Task details ->
Set each line of the data down exactly, please.

Saved entries:

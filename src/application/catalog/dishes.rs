use std::sync::Arc;

use tracing::info;

use crate::application::repos::{
    CreateDishParams, DishesRepo, DishesWriteRepo, SubmenusRepo, UpdateDishParams,
};
use crate::cache::{ResourcePath, SnapshotCache};
use crate::domain::types::EntityKind;

use super::snapshots;
use super::{CatalogError, DeleteConfirmation, DishInput, DishView, EntityInput};

const KIND: EntityKind = EntityKind::Dish;

#[derive(Clone)]
pub struct DishService {
    submenus: Arc<dyn SubmenusRepo>,
    reader: Arc<dyn DishesRepo>,
    writer: Arc<dyn DishesWriteRepo>,
    cache: Arc<SnapshotCache>,
}

impl DishService {
    pub fn new(
        submenus: Arc<dyn SubmenusRepo>,
        reader: Arc<dyn DishesRepo>,
        writer: Arc<dyn DishesWriteRepo>,
        cache: Arc<SnapshotCache>,
    ) -> Self {
        Self {
            submenus,
            reader,
            writer,
            cache,
        }
    }

    pub async fn list(&self, menu_id: i64, submenu_id: i64) -> Result<Vec<DishView>, CatalogError> {
        let records = self.reader.list_dishes(menu_id, submenu_id).await?;
        let mut views = Vec::with_capacity(records.len());
        for record in records {
            let path = ResourcePath::dish(menu_id, submenu_id, record.id);
            let view = DishView::from(record);
            snapshots::store(&self.cache, &path, &view).await;
            views.push(view);
        }
        Ok(views)
    }

    pub async fn read(
        &self,
        menu_id: i64,
        submenu_id: i64,
        id: i64,
    ) -> Result<DishView, CatalogError> {
        let path = ResourcePath::dish(menu_id, submenu_id, id);
        let view = match snapshots::load::<DishView>(&self.cache, &path).await {
            Some(view) => view,
            None => self
                .reader
                .find_dish(menu_id, submenu_id, id)
                .await?
                .map(DishView::from)
                .ok_or(CatalogError::NotFound(KIND))?,
        };
        snapshots::store(&self.cache, &path, &view).await;
        Ok(view)
    }

    /// Creates the dish under `submenu_id`, bumping both ancestor counters, and
    /// drops the menu's cached subtree.
    pub async fn create(
        &self,
        menu_id: i64,
        submenu_id: i64,
        input: DishInput,
    ) -> Result<DishView, CatalogError> {
        let DishInput {
            title,
            description,
            price,
        } = input;
        let EntityInput { title, description } = EntityInput { title, description }.validated()?;

        if self.reader.find_dish_by_title(&title).await?.is_some() {
            return Err(CatalogError::Conflict(KIND));
        }
        if self
            .submenus
            .find_submenu(menu_id, submenu_id)
            .await?
            .is_none()
        {
            return Err(CatalogError::NotFound(EntityKind::Submenu));
        }

        let record = self
            .writer
            .create_dish(CreateDishParams {
                menu_id,
                submenu_id,
                title,
                description,
                price,
            })
            .await
            .map_err(|err| CatalogError::from_write(KIND, EntityKind::Submenu, err))?;

        self.cache
            .invalidate_subtree(&ResourcePath::menu(menu_id))
            .await;
        info!(
            target = "carte::application::catalog",
            menu_id,
            submenu_id,
            dish_id = record.id,
            "dish created"
        );
        Ok(DishView::from(record))
    }

    /// Replaces title and description; the price only when one is given.
    pub async fn update(
        &self,
        menu_id: i64,
        submenu_id: i64,
        id: i64,
        input: DishInput,
    ) -> Result<DishView, CatalogError> {
        let DishInput {
            title,
            description,
            price,
        } = input;
        let EntityInput { title, description } = EntityInput { title, description }.validated()?;

        if self
            .reader
            .find_dish(menu_id, submenu_id, id)
            .await?
            .is_none()
        {
            return Err(CatalogError::NotFound(KIND));
        }
        if let Some(existing) = self.reader.find_dish_by_title(&title).await?
            && existing.id != id
        {
            return Err(CatalogError::Conflict(KIND));
        }

        let record = self
            .writer
            .update_dish(UpdateDishParams {
                menu_id,
                submenu_id,
                id,
                title,
                description,
                price,
            })
            .await
            .map_err(|err| CatalogError::from_write(KIND, KIND, err))?;

        let view = DishView::from(record);
        snapshots::replace(
            &self.cache,
            &ResourcePath::dish(menu_id, submenu_id, id),
            &view,
        )
        .await;
        Ok(view)
    }

    pub async fn delete(
        &self,
        menu_id: i64,
        submenu_id: i64,
        id: i64,
    ) -> Result<DeleteConfirmation, CatalogError> {
        if self
            .reader
            .find_dish(menu_id, submenu_id, id)
            .await?
            .is_none()
        {
            return Err(CatalogError::NotFound(KIND));
        }
        self.writer
            .delete_dish(menu_id, submenu_id, id)
            .await
            .map_err(|err| CatalogError::from_write(KIND, KIND, err))?;

        self.cache
            .invalidate_subtree(&ResourcePath::menu(menu_id))
            .await;
        info!(
            target = "carte::application::catalog",
            menu_id,
            submenu_id,
            dish_id = id,
            "dish deleted"
        );
        Ok(DeleteConfirmation::for_kind(KIND))
    }
}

Task response ->
filename src/application/catalog/dishes.rs
use std::sync::Arc;

use tracing::info;

use crate::application::repos::{
    CreateDishParams, DishesRepo, DishesWriteRepo, SubmenusRepo, UpdateDishParams,
};
use crate::cache::{ResourcePath, SnapshotCache};
use crate::domain::types::EntityKind;

use super::snapshots;
use super::{CatalogError, DeleteConfirmation, DishInput, DishView, EntityInput};

const KIND: EntityKind = EntityKind::Dish;

#[derive(Clone)]
pub struct DishService {
    submenus: Arc<dyn SubmenusRepo>,
    reader: Arc<dyn DishesRepo>,
    writer: Arc<dyn DishesWriteRepo>,
    cache: Arc<SnapshotCache>,
}

impl DishService {
    pub fn new(
        submenus: Arc<dyn SubmenusRepo>,
        reader: Arc<dyn DishesRepo>,
        writer: Arc<dyn DishesWriteRepo>,
        cache: Arc<SnapshotCache>,
    ) -> Self {
        Self {
            submenus,
            reader,
            writer,
            cache,
        }
    }

    pub async fn list(&self, menu_id: i64, submenu_id: i64) -> Result<Vec<DishView>, CatalogError> {
        let records = self.reader.list_dishes(menu_id, submenu_id).await?;
        let mut views = Vec::with_capacity(records.len());
        for record in records {
            let path = ResourcePath::dish(menu_id, submenu_id, record.id);
            let view = DishView::from(record);
            snapshots::store(&self.cache, &path, &view).await;
            views.push(view);
        }
        Ok(views)
    }

    pub async fn read(
        &self,
        menu_id: i64,
        submenu_id: i64,
        id: i64,
    ) -> Result<DishView, CatalogError> {
        let path = ResourcePath::dish(menu_id, submenu_id, id);
        let view = match snapshots::load::<DishView>(&self.cache, &path).await {
            Some(view) => view,
            None => self
                .reader
                .find_dish(menu_id, submenu_id, id)
                .await?
                .map(DishView::from)
                .ok_or(CatalogError::NotFound(KIND))?,
        };
        snapshots::store(&self.cache, &path, &view).await;
        Ok(view)
    }

    /// Creates the dish under `submenu_id`, bumping both ancestor counters, and
    /// drops the menu's cached subtree.
    pub async fn create(
        &self,
        menu_id: i64,
        submenu_id: i64,
        input: DishInput,
    ) -> Result<DishView, CatalogError> {
        let DishInput {
            title,
            description,
            price,
        } = input;
        let EntityInput { title, description } = EntityInput { title, description }.validated()?;

        if self.reader.find_dish_by_title(&title).await?.is_some() {
            return Err(CatalogError::Conflict(KIND));
        }
        if self
            .submenus
            .find_submenu(menu_id, submenu_id)
            .await?
            .is_none()
        {
            return Err(CatalogError::NotFound(EntityKind::Submenu));
        }

        let record = self
            .writer
            .create_dish(CreateDishParams {
                menu_id,
                submenu_id,
                title,
                description,
                price,
            })
            .await
            .map_err(|err| CatalogError::from_write(KIND, EntityKind::Submenu, err))?;

        self.cache
            .invalidate_subtree(&ResourcePath::menu(menu_id))
            .await;
        info!(
            target = "carte::application::catalog",
            menu_id,
            submenu_id,
            dish_id = record.id,
            "dish created"
        );
        Ok(DishView::from(record))
    }

    /// Replaces title and description; the price only when one is given.
    pub async fn update(
        &self,
        menu_id: i64,
        submenu_id: i64,
        id: i64,
        input: DishInput,
    ) -> Result<DishView, CatalogError> {
        let DishInput {
            title,
            description,
            price,
        } = input;
        let EntityInput { title, description } = EntityInput { title, description }.validated()?;

        if self
            .reader
            .find_dish(menu_id, submenu_id, id)
            .await?
            .is_none()
        {
            return Err(CatalogError::NotFound(KIND));
        }
        if let Some(existing) = self.reader.find_dish_by_title(&title).await?
            && existing.id != id
        {
            return Err(CatalogError::Conflict(KIND));
        }

        let record = self
            .writer
            .update_dish(UpdateDishParams {
                menu_id,
                submenu_id,
                id,
                title,
                description,
                price,
            })
            .await
            .map_err(|err| CatalogError::from_write(KIND, KIND, err))?;

        let view = DishView::from(record);
        snapshots::replace(
            &self.cache,
            &ResourcePath::dish(menu_id, submenu_id, id),
            &view,
        )
        .await;
        Ok(view)
    }

    pub async fn delete(
        &self,
        menu_id: i64,
        submenu_id: i64,
        id: i64,
    ) -> Result<DeleteConfirmation, CatalogError> {
        if self
            .reader
            .find_dish(menu_id, submenu_id, id)
            .await?
            .is_none()
        {
            return Err(CatalogError::NotFound(KIND));
        }
        self.writer
            .delete_dish(menu_id, submenu_id, id)
            .await
            .map_err(|err| CatalogError::from_write(KIND, KIND, err))?;

        self.cache
            .invalidate_subtree(&ResourcePath::menu(menu_id))
            .await;
        info!(
            target = "carte::application::catalog",
            menu_id,
            submenu_id,
            dish_id = id,
            "dish deleted"
        );
        Ok(DeleteConfirmation::for_kind(KIND))
    }
}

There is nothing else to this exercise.